Stored data entries:
Content starts

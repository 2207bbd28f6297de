//! Sync orchestration: fetch → install → record, one repository at a time.
//!
//! ## Per-repository state machine
//!
//! ```text
//! Pending → Fetching → Fetched → Installing → Installed → Recorded
//!              │                     │
//!              └──────── Errored ────┘
//! ```
//!
//! A repository only reaches `Recorded` once its new `lastSync` has been
//! written to the registry document. If that write fails the outcome stays at
//! `Installed` with the persistence error attached; the extracted files are
//! not rolled back.

use std::fmt;

use chrono::{DateTime, Utc};

use gitdl_core::{registry, Registry, RepoEntry, RepoName};

use crate::config::SyncConfig;
use crate::error::{install_err, SyncError};
use crate::fetcher::ArchiveFetcher;
use crate::installer::{self, InstallReport};

// ---------------------------------------------------------------------------
// Outcome types
// ---------------------------------------------------------------------------

/// Where a repository's sync stands.
#[derive(Debug, Clone, Copy, PartialEq, Eq)]
pub enum SyncState {
    Pending,
    Fetching,
    Fetched,
    Installing,
    Installed,
    Recorded,
    Errored,
}

impl fmt::Display for SyncState {
    fn fmt(&self, f: &mut fmt::Formatter<'_>) -> fmt::Result {
        let label = match self {
            SyncState::Pending => "pending",
            SyncState::Fetching => "fetching",
            SyncState::Fetched => "fetched",
            SyncState::Installing => "installing",
            SyncState::Installed => "installed",
            SyncState::Recorded => "recorded",
            SyncState::Errored => "errored",
        };
        f.write_str(label)
    }
}

/// Outcome of syncing a single repository.
#[derive(Debug)]
pub struct SyncOutcome {
    pub name: RepoName,
    pub state: SyncState,
    /// Timestamp written to the registry; set once `Recorded`.
    pub synced_at: Option<DateTime<Utc>>,
    pub installed: Option<InstallReport>,
    pub error: Option<SyncError>,
}

impl SyncOutcome {
    fn pending(name: RepoName) -> Self {
        Self {
            name,
            state: SyncState::Pending,
            synced_at: None,
            installed: None,
            error: None,
        }
    }

    fn advance(&mut self, next: SyncState) {
        tracing::debug!("{}: {} -> {}", self.name, self.state, next);
        self.state = next;
    }

    fn errored(mut self, error: SyncError) -> Self {
        tracing::debug!("{}: {} -> errored: {error}", self.name, self.state);
        self.state = SyncState::Errored;
        self.error = Some(error);
        self
    }

    pub fn is_success(&self) -> bool {
        self.state == SyncState::Recorded
    }
}

/// Outcomes of a batch, in registry order.
#[derive(Debug, Default)]
pub struct SyncSummary {
    pub outcomes: Vec<SyncOutcome>,
}

impl SyncSummary {
    pub fn succeeded(&self) -> usize {
        self.outcomes.iter().filter(|o| o.is_success()).count()
    }

    pub fn failed(&self) -> usize {
        self.outcomes.len() - self.succeeded()
    }

    pub fn is_empty(&self) -> bool {
        self.outcomes.is_empty()
    }
}

// ---------------------------------------------------------------------------
// sync_one
// ---------------------------------------------------------------------------

fn validate(entry: &RepoEntry) -> Result<(), SyncError> {
    if entry.url.trim().is_empty() {
        return Err(SyncError::Config(format!(
            "repository '{}' has no URL",
            entry.name
        )));
    }
    if entry.destination.as_os_str().is_empty() {
        return Err(SyncError::Config(format!(
            "repository '{}' has no destination",
            entry.name
        )));
    }
    Ok(())
}

/// Fetch, install, and record one repository.
///
/// On success `entry` is upserted into `reg` with a fresh `lastSync` and
/// the registry is saved to `config.registry_path`. On fetch or install
/// failure neither the registry nor its document is touched. The staged
/// archive is dropped before this returns on every path.
pub fn sync_one<F: ArchiveFetcher + ?Sized>(
    config: &SyncConfig,
    fetcher: &F,
    reg: &mut Registry,
    mut entry: RepoEntry,
) -> SyncOutcome {
    let mut outcome = SyncOutcome::pending(entry.name.clone());
    if let Err(e) = validate(&entry) {
        return outcome.errored(e);
    }
    if let Err(e) = std::fs::create_dir_all(&entry.destination) {
        return outcome.errored(install_err("create destination", &entry.destination, e));
    }

    outcome.advance(SyncState::Fetching);
    let staged = match fetcher.fetch(&entry.url, &entry.reference, entry.ref_kind) {
        Ok(staged) => staged,
        Err(e) => return outcome.errored(e),
    };
    outcome.advance(SyncState::Fetched);

    outcome.advance(SyncState::Installing);
    let report = match installer::install(staged.path(), &entry.destination) {
        Ok(report) => report,
        Err(e) => return outcome.errored(e),
    };
    drop(staged);
    outcome.installed = Some(report);
    outcome.advance(SyncState::Installed);

    let now = Utc::now();
    entry.last_synced_at = Some(now);
    reg.upsert(entry);
    if let Err(e) = registry::save_at(&config.registry_path, reg) {
        tracing::warn!("'{}' installed but not recorded: {e}", outcome.name);
        outcome.error = Some(e.into());
        return outcome;
    }
    outcome.synced_at = Some(now);
    outcome.advance(SyncState::Recorded);

    tracing::info!(
        "synced '{}' ({} files) at {}",
        outcome.name,
        report.files,
        now.to_rfc3339()
    );
    outcome
}

// ---------------------------------------------------------------------------
// sync_named / sync_all
// ---------------------------------------------------------------------------

/// Sync the repository called `name`.
///
/// Errors only for problems that prevent starting: an empty name, an
/// unreadable registry, or an unknown repository. Fetch and install failures
/// are reported in the returned outcome.
pub fn sync_named<F: ArchiveFetcher + ?Sized>(
    config: &SyncConfig,
    fetcher: &F,
    name: &str,
) -> Result<SyncOutcome, SyncError> {
    if name.is_empty() {
        return Err(SyncError::Config("repository name is required".into()));
    }
    let mut reg = registry::load_at(&config.registry_path)?;
    let entry = reg
        .find(name)
        .cloned()
        .ok_or_else(|| gitdl_core::RegistryError::NotFound {
            name: name.to_string(),
        })?;
    Ok(sync_one(config, fetcher, &mut reg, entry))
}

/// Sync every tracked repository in stored order.
///
/// The registry is re-read before each repository and re-written after each
/// success, so every sync sees the document as the previous one left it and a
/// crash mid-run keeps the repositories already recorded. One repository's
/// failure never stops the rest.
pub fn sync_all<F: ArchiveFetcher + ?Sized>(
    config: &SyncConfig,
    fetcher: &F,
) -> Result<SyncSummary, SyncError> {
    let names = registry::load_at(&config.registry_path)?.names();
    let mut summary = SyncSummary::default();

    for name in names {
        let mut reg = match registry::load_at(&config.registry_path) {
            Ok(reg) => reg,
            Err(e) => {
                tracing::warn!("error syncing '{name}': {e}");
                summary
                    .outcomes
                    .push(SyncOutcome::pending(name).errored(e.into()));
                continue;
            }
        };
        let Some(entry) = reg.find(name.as_str()).cloned() else {
            tracing::debug!("'{name}' was removed from the registry, skipping");
            continue;
        };

        let outcome = sync_one(config, fetcher, &mut reg, entry);
        if let Some(e) = &outcome.error {
            tracing::warn!("error syncing '{}': {e}", outcome.name);
        }
        summary.outcomes.push(outcome);
    }

    Ok(summary)
}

Content ends

Exercise aim: Copy each line in the entries above where the word "succeeded" shows up.

Worked solution:
    pub fn succeeded(&self) -> usize {
        self.outcomes.len() - self.succeeded()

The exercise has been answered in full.